As of the census of 2000, there were 830 people, 306 households, and 231 families residing in the CDP. The population density was 1,180.1 PD/sqmi. There were 514 housing units at an average density of 730.8 /sqmi. The racial makeup of the CDP was 88.19% White, 1.08% African American, 1.20% Asian, 8.31% from other races, and 1.20% from two or more races. Hispanic or Latino of any race were 66.51% of the population.

There were 306 households, out of which 39.9% had children under the age of 18 living with them, 64.7% were married couples living together, 8.5% had a female householder with no husband present, and 24.2% were non-families. 19.6% of all households were made up of individuals, and 11.4% had someone living alone who was 65 years of age or older. The average household size was 2.71 and the average family size was 3.12.

In the CDP, the population was spread out, with 29.8% under the age of 18, 7.1% from 18 to 24, 27.1% from 25 to 44, 19.9% from 45 to 64, and 16.1% who were 65 years of age or older. The median age was 33 years. For every 100 females, there were 101.9 males. For every 100 females age 18 and over, there were 101.7 males.
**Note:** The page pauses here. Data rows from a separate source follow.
//! Builder Module
//!
//! Fluent Builder APIを提供し、`Converter`インスタンスを段階的に構築する。

use std::fs::File;
use std::io::{BufWriter, Read, Write};
use std::path::{Path, PathBuf};

use rayon::prelude::*;

use crate::api::{CoercionMode, IndexColumn, RecordErrorPolicy, SheetSelector};
use crate::coerce::CellCoercer;
use crate::error::XlsxToPifError;
use crate::files::FileResolver;
use crate::mapper::{RowMapper, SheetRow, INDEX_KEY};
use crate::parser::WorkbookParser;
use crate::record::System;
use crate::security::SecurityConfig;

/// 変換処理の設定を保持する内部構造体
#[derive(Debug, Clone)]
pub(crate) struct ConversionConfig {
    /// シート選択方式
    pub sheet_selector: SheetSelector,

    /// 識別子（uid）の取得元
    pub index_column: IndexColumn,

    /// ヘッダー行（使用範囲の先頭から0始まり）
    pub header_row: usize,

    /// ファイル参照の基準ディレクトリ（Noneの場合はカレントディレクトリ）
    pub base_dir: Option<PathBuf>,

    /// レコード単位のエラーの扱い
    pub record_error_policy: RecordErrorPolicy,

    /// 文字列セルの型変換モード
    pub coercion_mode: CoercionMode,

    /// 参照ファイルのダイジェストを計算するか
    pub hashing: bool,

    /// シート内の行を並列に変換するか
    pub parallel: bool,
}

impl Default for ConversionConfig {
    fn default() -> Self {
        Self {
            sheet_selector: SheetSelector::All,
            index_column: IndexColumn::RowNumber,
            header_row: 0,
            base_dir: None,
            record_error_policy: RecordErrorPolicy::Abort,
            coercion_mode: CoercionMode::Strict,
            hashing: true,
            parallel: true,
        }
    }
}

/// Fluent Builder APIを提供する構造体
///
/// すべての設定項目にデフォルト値が設定されており、必要な設定のみをオーバーライドできます。
///
/// # 使用例
///
/// ```rust,no_run
/// use xlsxpif::{ConverterBuilder, IndexColumn, SheetSelector};
///
/// # fn main() -> Result<(), xlsxpif::XlsxToPifError> {
/// let converter = ConverterBuilder::new()
///     .with_sheet_selector(SheetSelector::Index(0))
///     .with_index_column(IndexColumn::Column("Sample Name".to_string()))
///     .build()?;
/// # Ok(())
/// # }
/// ```
#[derive(Debug, Default)]
pub struct ConverterBuilder {
    config: ConversionConfig,
}

impl ConverterBuilder {
    /// デフォルト設定を持つビルダーインスタンスを生成する
    ///
    /// # デフォルト設定
    ///
    /// - シート選択: すべてのシート
    /// - 識別子: データ行の位置（0始まり）
    /// - ヘッダー行: 0
    /// - ファイル参照の基準: カレントディレクトリ
    /// - レコード単位のエラー: 変換を中断
    /// - 型変換: `CoercionMode::Strict`
    /// - ダイジェスト計算: 有効
    /// - 並列処理: 有効
    pub fn new() -> Self {
        Self::default()
    }

    /// 変換対象のシートを選択する
    ///
    /// # 使用例
    ///
    /// ```rust,no_run
    /// use xlsxpif::{ConverterBuilder, SheetSelector};
    ///
    /// let builder = ConverterBuilder::new()
    ///     .with_sheet_selector(SheetSelector::Names(vec!["Alloys".to_string()]));
    /// ```
    pub fn with_sheet_selector(mut self, selector: SheetSelector) -> Self {
        self.config.sheet_selector = selector;
        self
    }

    /// サンプル識別子を取得する列を指定する
    ///
    /// `IndexColumn::Column`で指定した列はプロパティから除外されます。
    pub fn with_index_column(mut self, index: IndexColumn) -> Self {
        self.config.index_column = index;
        self
    }

    /// ヘッダー行を指定する（シートの使用範囲の先頭から0始まり）
    ///
    /// それより上の行は無視されます。
    pub fn with_header_row(mut self, row: usize) -> Self {
        self.config.header_row = row;
        self
    }

    /// ファイル参照を解決する基準ディレクトリを指定する
    pub fn with_base_dir(mut self, dir: impl Into<PathBuf>) -> Self {
        self.config.base_dir = Some(dir.into());
        self
    }

    /// レコード単位のエラー（`FILE:`列の不正な値など）の扱いを指定する
    pub fn with_record_error_policy(mut self, policy: RecordErrorPolicy) -> Self {
        self.config.record_error_policy = policy;
        self
    }

    /// 文字列セルの型変換モードを指定する
    ///
    /// # 使用例
    ///
    /// ```rust,no_run
    /// use xlsxpif::{CoercionMode, ConverterBuilder};
    ///
    /// // "[a.txt, b.txt]" を ["a.txt", "b.txt"] として扱う
    /// let builder = ConverterBuilder::new()
    ///     .with_coercion_mode(CoercionMode::SplitBareLists);
    /// ```
    pub fn with_coercion_mode(mut self, mode: CoercionMode) -> Self {
        self.config.coercion_mode = mode;
        self
    }

    /// 参照ファイルのSHA-256ダイジェストを計算するかを指定する
    pub fn with_hashing(mut self, hashing: bool) -> Self {
        self.config.hashing = hashing;
        self
    }

    /// シート内の行をrayonで並列に変換するかを指定する
    ///
    /// 出力順序はどちらでも同じです。
    pub fn with_parallel(mut self, parallel: bool) -> Self {
        self.config.parallel = parallel;
        self
    }

    /// 設定を検証し、`Converter`インスタンスを生成する
    ///
    /// # 発生し得るエラー
    ///
    /// * `XlsxToPifError::Config(String)`: 設定の検証に失敗した場合
    ///   * 識別子列の名前が空
    ///   * シートの複数指定が空
    ///   * 基準ディレクトリが存在しない
    pub fn build(self) -> Result<Converter, XlsxToPifError> {
        // 1. 識別子列の検証
        if let IndexColumn::Column(ref name) = self.config.index_column {
            if name.trim().is_empty() {
                return Err(XlsxToPifError::Config(
                    "Index column name must not be empty".to_string(),
                ));
            }
        }

        // 2. シート選択の検証
        let no_sheets = match &self.config.sheet_selector {
            SheetSelector::Indices(indices) => indices.is_empty(),
            SheetSelector::Names(names) => names.is_empty(),
            _ => false,
        };
        if no_sheets {
            return Err(XlsxToPifError::Config("No sheets selected".to_string()));
        }

        // 3. 基準ディレクトリの検証
        if let Some(ref dir) = self.config.base_dir {
            if !dir.is_dir() {
                return Err(XlsxToPifError::Config(format!(
                    "Base directory '{}' does not exist",
                    dir.display()
                )));
            }
        }

        Ok(Converter::new(self.config))
    }
}

/// 変換時にスキップされた行
#[derive(Debug)]
pub struct SkippedRecord {
    /// シート名
    pub sheet: String,
    /// 1始まりの行番号
    pub row: usize,
    /// スキップの原因
    pub error: XlsxToPifError,
}

/// 変換結果
#[derive(Debug, Default)]
pub struct Conversion {
    /// 出力レコード（シート順、シート内は行順）
    pub records: Vec<System>,
    /// `RecordErrorPolicy::Skip`でスキップされた行
    pub skipped: Vec<SkippedRecord>,
}

/// 変換処理のファサード
///
/// ワークブックをPIFレコードに変換するためのメインエントリーポイントです。
///
/// # 使用例
///
/// ```rust,no_run
/// use xlsxpif::ConverterBuilder;
/// use std::fs::File;
///
/// # fn main() -> Result<(), xlsxpif::XlsxToPifError> {
/// let converter = ConverterBuilder::new().build()?;
/// let input = File::open("samples.xlsx")?;
/// let output = File::create("samples-pif.json")?;
/// converter.convert_to_writer(input, output)?;
/// # Ok(())
/// # }
/// ```
#[derive(Debug)]
pub struct Converter {
    config: ConversionConfig,
    security: SecurityConfig,
}

impl Converter {
    pub(crate) fn new(config: ConversionConfig) -> Self {
        Self {
            config,
            security: SecurityConfig::default(),
        }
    }

    /// ワークブックをレコードに変換
    ///
    /// # 処理フロー
    ///
    /// 1. WorkbookParserの初期化とシート選択
    /// 2. 各シートについて（ワークブック内の順序で）
    ///    - 表として読み込み、全セルを型変換
    ///    - 各行をレコードに変換（並列、結果は行順）
    ///    - レコード単位のエラーを`RecordErrorPolicy`に従って処理
    ///
    /// # 戻り値
    ///
    /// * `Err(XlsxToPifError::MissingIndex)` - 識別子列が存在しない、または識別子が空の行がある場合
    /// * `Err(XlsxToPifError::UnrecognizedFileValue)` - `RecordErrorPolicy::Abort`で不正な`FILE:`値があった場合
    pub fn convert<R: Read>(&self, input: R) -> Result<Conversion, XlsxToPifError> {
        let span = tracing::info_span!("convert");
        let _enter = span.enter();

        let mut parser = WorkbookParser::open(input, &self.security)?;
        let sheet_names = parser.select_sheets(&self.config.sheet_selector)?;

        let coercer = CellCoercer::new(self.config.coercion_mode);
        let mapper = RowMapper::new(
            FileResolver::new(self.config.base_dir.clone(), self.config.hashing),
            match &self.config.index_column {
                IndexColumn::RowNumber => INDEX_KEY,
                IndexColumn::Column(name) => name.as_str(),
            },
        );

        let mut conversion = Conversion::default();

        for sheet_name in &sheet_names {
            let sheet_span = tracing::info_span!("sheet", name = %sheet_name);
            let _sheet = sheet_span.enter();

            let rows = parser
                .load_sheet(sheet_name, self.config.header_row)?
                .into_rows(&self.config.index_column, &coercer)?;

            let results = self.map_rows(&mapper, &sheet_span, sheet_name, rows);

            for (row, result) in results {
                match result {
                    Ok(record) => conversion.records.push(record),
                    Err(error)
                        if error.is_record_error()
                            && self.config.record_error_policy == RecordErrorPolicy::Skip =>
                    {
                        tracing::warn!("skipping row {}: {}", row, error);
                        conversion.skipped.push(SkippedRecord {
                            sheet: sheet_name.clone(),
                            row,
                            error,
                        });
                    }
                    Err(error) => return Err(error),
                }
            }
        }

        tracing::info!(
            "converted {} records ({} skipped) from {} sheets",
            conversion.records.len(),
            conversion.skipped.len(),
            sheet_names.len()
        );

        Ok(conversion)
    }

    /// 行をレコードに変換（結果は入力と同じ順序）
    fn map_rows(
        &self,
        mapper: &RowMapper,
        sheet_span: &tracing::Span,
        sheet_name: &str,
        rows: Vec<SheetRow>,
    ) -> Vec<(usize, Result<System, XlsxToPifError>)> {
        let map = |row: SheetRow| {
            let number = row.number;
            (number, mapper.map_row(sheet_name, row))
        };

        if self.config.parallel {
            rows.into_par_iter()
                .map(|row| {
                    // rayonワーカー上でもシートのスパンを有効にする
                    let _enter = sheet_span.enter();
                    map(row)
                })
                .collect()
        } else {
            rows.into_iter().map(map).collect()
        }
    }

    /// ファイルパスを指定して変換
    pub fn convert_path(&self, path: impl AsRef<Path>) -> Result<Conversion, XlsxToPifError> {
        let file = File::open(path.as_ref())?;
        self.convert(file)
    }

    /// 変換し、レコードの配列を整形済みJSONとして書き込む
    ///
    /// スキップされた行を確認できるよう、変換結果も返します。
    pub fn convert_to_writer<R: Read, W: Write>(
        &self,
        input: R,
        output: W,
    ) -> Result<Conversion, XlsxToPifError> {
        let conversion = self.convert(input)?;

        let mut writer = BufWriter::new(output);
        serde_json::to_writer_pretty(&mut writer, &conversion.records)?;
        writeln!(writer)?;
        writer.flush()?;

        Ok(conversion)
    }

    /// 変換し、レコードの配列を整形済みJSON文字列として返す
    ///
    /// # 使用例
    ///
    /// ```rust,no_run
    /// use std::fs::File;
    /// use xlsxpif::ConverterBuilder;
    ///
    /// # fn main() -> Result<(), xlsxpif::XlsxToPifError> {
    /// let converter = ConverterBuilder::new().build()?;
    /// let json = converter.convert_to_string(File::open("samples.xlsx")?)?;
    /// println!("{}", json);
    /// # Ok(())
    /// # }
    /// ```
    pub fn convert_to_string<R: Read>(&self, input: R) -> Result<String, XlsxToPifError> {
        let conversion = self.convert(input)?;
        Ok(serde_json::to_string_pretty(&conversion.records)?)
    }
}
The median income for a household in the CDP was $31,328, and the median income for a family was $45,260. Males had a median income of $35,958 versus $20,536 for females. The per capita income for the CDP was $16,590. About 15.3% of families and 18.9% of the population were below the poverty line, including 28.4% of those under age 18 and 14.6% of those age 65 or over.

== Education==
All of Zapata County is a part of the Zapata County Independent School District.